L’ensemble est diablement créatif. La voix s’entrelace langoureusement aux volutes du piano et s’articule dans les déclinaisons de la contrebasse et de la batterie, en particulier sur les pistes latines (« Keep The Headland »). Naviguant dans les eaux d’un Bill Evans, Strazzieri accentue le romantisme des mélodies et des textes par des phrasés en tension vers le out tout en conduisant le groupe vers l’axe central, qui reste la chanson. Favreau, redoutable d’efficacité et riche de sa culture funk, sait gérer la place qui est la sienne, via un jeu tout en économie, au sens étymologique de « gestion des affaires de la maison » : on lui sait gré de fournir l’armature centrale en construisant des lignes pleines de bounce et des solos toujours dans l’esprit de la mélodie originale, sans sacrifier un son boisé très personnel. Quant au jeu de Bec, notamment sur les cymbales, on peut le qualifier de coloriste, en particulier sur la ballade « Isaac », magnifique évocation d’une naissance - tiens, encore ! - qui pourrait se dérouler dans la synagogue médiévale de Carpentras. Mais c’est aussi un redoutable percussionniste : sa caisse claire très précise ancre le tout dans l’universalité du jazz ; son solo sur « Blues for Mac » en est l’évidente illustration, et son timbre sur le duo « Time Flies » donne au chanteur l’élan dont il a besoin pour jouer de toutes ses inflexions.

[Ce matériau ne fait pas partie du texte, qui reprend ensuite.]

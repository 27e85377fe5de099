//! OKX USDT-margined swap feed.
//!
//! OKX has no combined stream: each symbol needs explicit `mark-price` and
//! `funding-rate` channel subscriptions, and the two halves of a snapshot
//! arrive on separate messages, merged in the store. Keepalive is the literal
//! text frame `ping` every 20 s; the literal `pong` reply is discarded before
//! JSON parsing.

use std::sync::atomic::{AtomicBool, Ordering};
use std::sync::Arc;
use std::time::Duration;

use futures_util::{SinkExt, StreamExt};
use serde::Deserialize;
use tokio::time::interval;
use tokio_tungstenite::{connect_async, tungstenite::Message};
use tracing::debug;

use crate::config::{OKX_PING_INTERVAL_SECS, OKX_WS_URL, RECONNECT_BASE_MS, RECONNECT_CAP_MS};
use crate::error::Result;
use crate::feed::{now_ms, supervise, Backoff, Shutdown, VenueFeed};
use crate::metadata::MetadataCache;
use crate::state::SnapshotStore;
use crate::types::{InstrumentSnapshot, Venue};

#[derive(Debug, PartialEq)]
pub enum OkxUpdate {
    MarkPrice {
        inst_id: String,
        mark_price: f64,
    },
    FundingRate {
        inst_id: String,
        /// Percent per interval (wire fraction × 100).
        funding_rate: f64,
        next_funding_time: i64,
    },
}

#[derive(Debug, Deserialize)]
struct RawArg {
    channel: String,
}

/// Raw shape covering data pushes and subscribe acks; acks have no `data`.
#[derive(Debug, Deserialize)]
struct RawOkxMsg {
    arg: Option<RawArg>,
    data: Option<Vec<serde_json::Value>>,
}

/// Parse one inbound frame into zero or more updates. `pong` replies,
/// subscribe acks, and malformed frames all yield nothing.
pub fn parse_okx_frame(raw: &str) -> Vec<OkxUpdate> {
    if raw.trim() == "pong" {
        return Vec::new();
    }
    let Ok(msg) = serde_json::from_str::<RawOkxMsg>(raw) else {
        return Vec::new();
    };
    let (Some(arg), Some(data)) = (msg.arg, msg.data) else {
        return Vec::new();
    };

    let mut updates = Vec::new();
    for item in data {
        let Some(inst_id) = item.get("instId").and_then(|s| s.as_str()) else { continue };
        match arg.channel.as_str() {
            "mark-price" => {
                let Some(mark_price) = item
                    .get("markPx")
                    .and_then(|p| p.as_str())
                    .and_then(|p| p.parse::<f64>().ok())
                else {
                    continue;
                };
                updates.push(OkxUpdate::MarkPrice { inst_id: inst_id.to_string(), mark_price });
            }
            "funding-rate" => {
                let Some(rate_fraction) = item
                    .get("fundingRate")
                    .and_then(|r| r.as_str())
                    .and_then(|r| r.parse::<f64>().ok())
                else {
                    continue;
                };
                let Some(next_funding_time) = item
                    .get("nextFundingTime")
                    .and_then(|t| t.as_str())
                    .and_then(|t| t.parse::<i64>().ok())
                else {
                    continue;
                };
                updates.push(OkxUpdate::FundingRate {
                    inst_id: inst_id.to_string(),
                    funding_rate: rate_fraction * 100.0,
                    next_funding_time,
                });
            }
            _ => {}
        }
    }
    updates
}

fn build_subscribe_msg(symbols: &[String]) -> String {
    let args: Vec<serde_json::Value> = symbols
        .iter()
        .flat_map(|s| {
            [
                serde_json::json!({"channel": "mark-price", "instId": s}),
                serde_json::json!({"channel": "funding-rate", "instId": s}),
            ]
        })
        .collect();
    serde_json::json!({"op": "subscribe", "args": args}).to_string()
}

pub struct OkxFeed {
    store: Arc<SnapshotStore>,
    metadata: Arc<MetadataCache>,
    symbols: Vec<String>,
    running: AtomicBool,
    shutdown: Arc<Shutdown>,
    connected: Arc<AtomicBool>,
}

impl OkxFeed {
    pub fn new(metadata: Arc<MetadataCache>, symbols: Vec<String>) -> Arc<Self> {
        Arc::new(Self {
            store: SnapshotStore::new(),
            metadata,
            symbols,
            running: AtomicBool::new(false),
            shutdown: Shutdown::new(),
            connected: Arc::new(AtomicBool::new(false)),
        })
    }

    async fn connect_once(
        store: Arc<SnapshotStore>,
        metadata: Arc<MetadataCache>,
        symbols: Arc<Vec<String>>,
        shutdown: Arc<Shutdown>,
        connected: Arc<AtomicBool>,
    ) -> Result<()> {
        let (ws_stream, _) = connect_async(OKX_WS_URL).await?;
        let (mut write, mut read) = ws_stream.split();

        // Subscriptions do not survive a reconnect; re-send every time.
        write.send(Message::Text(build_subscribe_msg(&symbols).into())).await?;
        debug!("okx subscribed to {} symbols", symbols.len());
        connected.store(true, Ordering::SeqCst);

        let mut ping_interval = interval(Duration::from_secs(OKX_PING_INTERVAL_SECS));
        ping_interval.tick().await; // consume immediate first tick

        loop {
            tokio::select! {
                msg = read.next() => {
                    match msg {
                        Some(Ok(Message::Text(text))) => {
                            handle_frame(&store, &metadata, &text);
                        }
                        Some(Ok(Message::Ping(data))) => {
                            write.send(Message::Pong(data)).await?;
                        }
                        Some(Ok(Message::Close(_))) | None => return Ok(()),
                        Some(Err(e)) => return Err(e.into()),
                        Some(Ok(_)) => {}
                    }
                }
                _ = ping_interval.tick() => {
                    write.send(Message::Text("ping".to_string().into())).await?;
                }
                _ = shutdown.notified() => return Ok(()),
            }
        }
    }
}

fn handle_frame(store: &SnapshotStore, metadata: &MetadataCache, raw: &str) {
    let observed_at = now_ms();
    for update in parse_okx_frame(raw) {
        match update {
            OkxUpdate::MarkPrice { inst_id, mark_price } => {
                store.update_mark_price(&inst_id, mark_price, observed_at);
            }
            OkxUpdate::FundingRate { inst_id, funding_rate, next_funding_time } => {
                let interval_hours = metadata.interval_for(Venue::Okx, &inst_id);
                store.update_funding(
                    &inst_id,
                    funding_rate,
                    interval_hours,
                    next_funding_time,
                    observed_at,
                );
            }
        }
    }
}

impl VenueFeed for OkxFeed {
    fn venue(&self) -> Venue {
        Venue::Okx
    }

    fn connect(&self) {
        if self
            .running
            .compare_exchange(false, true, Ordering::SeqCst, Ordering::SeqCst)
            .is_err()
        {
            return;
        }

        let store = Arc::clone(&self.store);
        let metadata = Arc::clone(&self.metadata);
        let symbols = Arc::new(self.symbols.clone());
        let shutdown = Arc::clone(&self.shutdown);
        let connected = Arc::clone(&self.connected);
        tokio::spawn(async move {
            let backoff = Backoff::new(RECONNECT_BASE_MS, RECONNECT_CAP_MS);
            let shutdown_loop = Arc::clone(&shutdown);
            let connected_loop = Arc::clone(&connected);
            supervise(Venue::Okx, backoff, shutdown, connected, move || {
                Self::connect_once(
                    Arc::clone(&store),
                    Arc::clone(&metadata),
                    Arc::clone(&symbols),
                    Arc::clone(&shutdown_loop),
                    Arc::clone(&connected_loop),
                )
            })
            .await;
        });
    }

    fn get_data(&self, symbol: &str) -> Option<InstrumentSnapshot> {
        self.store.get(symbol)
    }

    fn disconnect(&self) {
        self.shutdown.trigger();
    }

    fn is_connected(&self) -> bool {
        self.connected.load(Ordering::SeqCst)
    }

    fn snapshots(&self) -> Vec<InstrumentSnapshot> {
        self.store.all()
    }
}

#[cfg(test)]
mod tests {
    use super::*;

    #[test]
    fn parses_mark_price_push() {
        let raw = r#"{"arg":{"channel":"mark-price","instId":"BTC-USDT-SWAP"},"data":[{"instType":"SWAP","instId":"BTC-USDT-SWAP","markPx":"50000.1","ts":"1700000000000"}]}"#;
        let updates = parse_okx_frame(raw);
        assert_eq!(
            updates,
            vec![OkxUpdate::MarkPrice { inst_id: "BTC-USDT-SWAP".to_string(), mark_price: 50000.1 }]
        );
    }

    #[test]
    fn parses_funding_rate_push_as_percent() {
        let raw = r#"{"arg":{"channel":"funding-rate","instId":"BTC-USDT-SWAP"},"data":[{"instId":"BTC-USDT-SWAP","fundingRate":"0.0001","fundingTime":"1700000000000","nextFundingTime":"1700028800000"}]}"#;
        let updates = parse_okx_frame(raw);
        assert_eq!(updates.len(), 1);
        match &updates[0] {
            OkxUpdate::FundingRate { inst_id, funding_rate, next_funding_time } => {
                assert_eq!(inst_id, "BTC-USDT-SWAP");
                assert!((funding_rate - 0.01).abs() < 1e-12);
                assert_eq!(*next_funding_time, 1_700_028_800_000);
            }
            other => panic!("expected FundingRate, got {other:?}"),
        }
    }

    #[test]
    fn pong_and_acks_are_discarded() {
        assert!(parse_okx_frame("pong").is_empty());
        assert!(parse_okx_frame(r#"{"event":"subscribe","arg":{"channel":"mark-price","instId":"BTC-USDT-SWAP"},"connId":"abc"}"#).is_empty());
        assert!(parse_okx_frame("garbage").is_empty());
    }

    #[test]
    fn split_channels_merge_into_one_snapshot() {
        let store = SnapshotStore::new();
        let metadata = MetadataCache::new();
        metadata.set_interval(Venue::Okx, "BTC-USDT-SWAP", 8);

        handle_frame(
            &store,
            &metadata,
            r#"{"arg":{"channel":"mark-price","instId":"BTC-USDT-SWAP"},"data":[{"instId":"BTC-USDT-SWAP","markPx":"50000"}]}"#,
        );
        assert!(store.get("BTC-USDT-SWAP").is_none());

        handle_frame(
            &store,
            &metadata,
            r#"{"arg":{"channel":"funding-rate","instId":"BTC-USDT-SWAP"},"data":[{"instId":"BTC-USDT-SWAP","fundingRate":"0.0002","nextFundingTime":"1700028800000"}]}"#,
        );
        let snap = store.get("BTC-USDT-SWAP").unwrap();
        assert!((snap.mark_price - 50_000.0).abs() < 1e-9);
        assert!((snap.funding_rate - 0.02).abs() < 1e-12);
        assert_eq!(snap.funding_interval_hours, 8);
    }

    #[test]
    fn subscribe_msg_covers_both_channels() {
        let msg = build_subscribe_msg(&["BTC-USDT-SWAP".to_string()]);
        let v: serde_json::Value = serde_json::from_str(&msg).unwrap();
        assert_eq!(v["op"], "subscribe");
        let args = v["args"].as_array().unwrap();
        assert_eq!(args.len(), 2);
        assert_eq!(args[0]["channel"], "mark-price");
        assert_eq!(args[1]["channel"], "funding-rate");
    }
}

Car il faut évoquer la voix de Kevin Norwood ! David Linx évoque à son sujet Betty Carter, mais pour nous, c’est davantage à celle d’Andy Bey qu’elle s’apparente. Même prédilection pour l’aigu, typique des voix masculines dans la tradition afro-américaine, mais sans négliger pour autant les incursions dans le grave qui, venues du gospel, font se pâmer les midinettes, comme était censée le faire celle de Chet Baker… Même jeu sur l’étirement des syllabes, bras d’honneur vocal - tout en fainéantise feinte - au travail forcé des esclaves noirs. Même tendance au murmure qui s’adresse à tout-e un-e chacun-e dans son individualité. Si l’on ajoute à cela son parcours de saxophoniste, qui l’autorise à se lancer dans des impros « rollinsiennes », on comprendra que la résurrection dont il est question ici est celle du jazz, tel le Phénix renaissant de ses cendres…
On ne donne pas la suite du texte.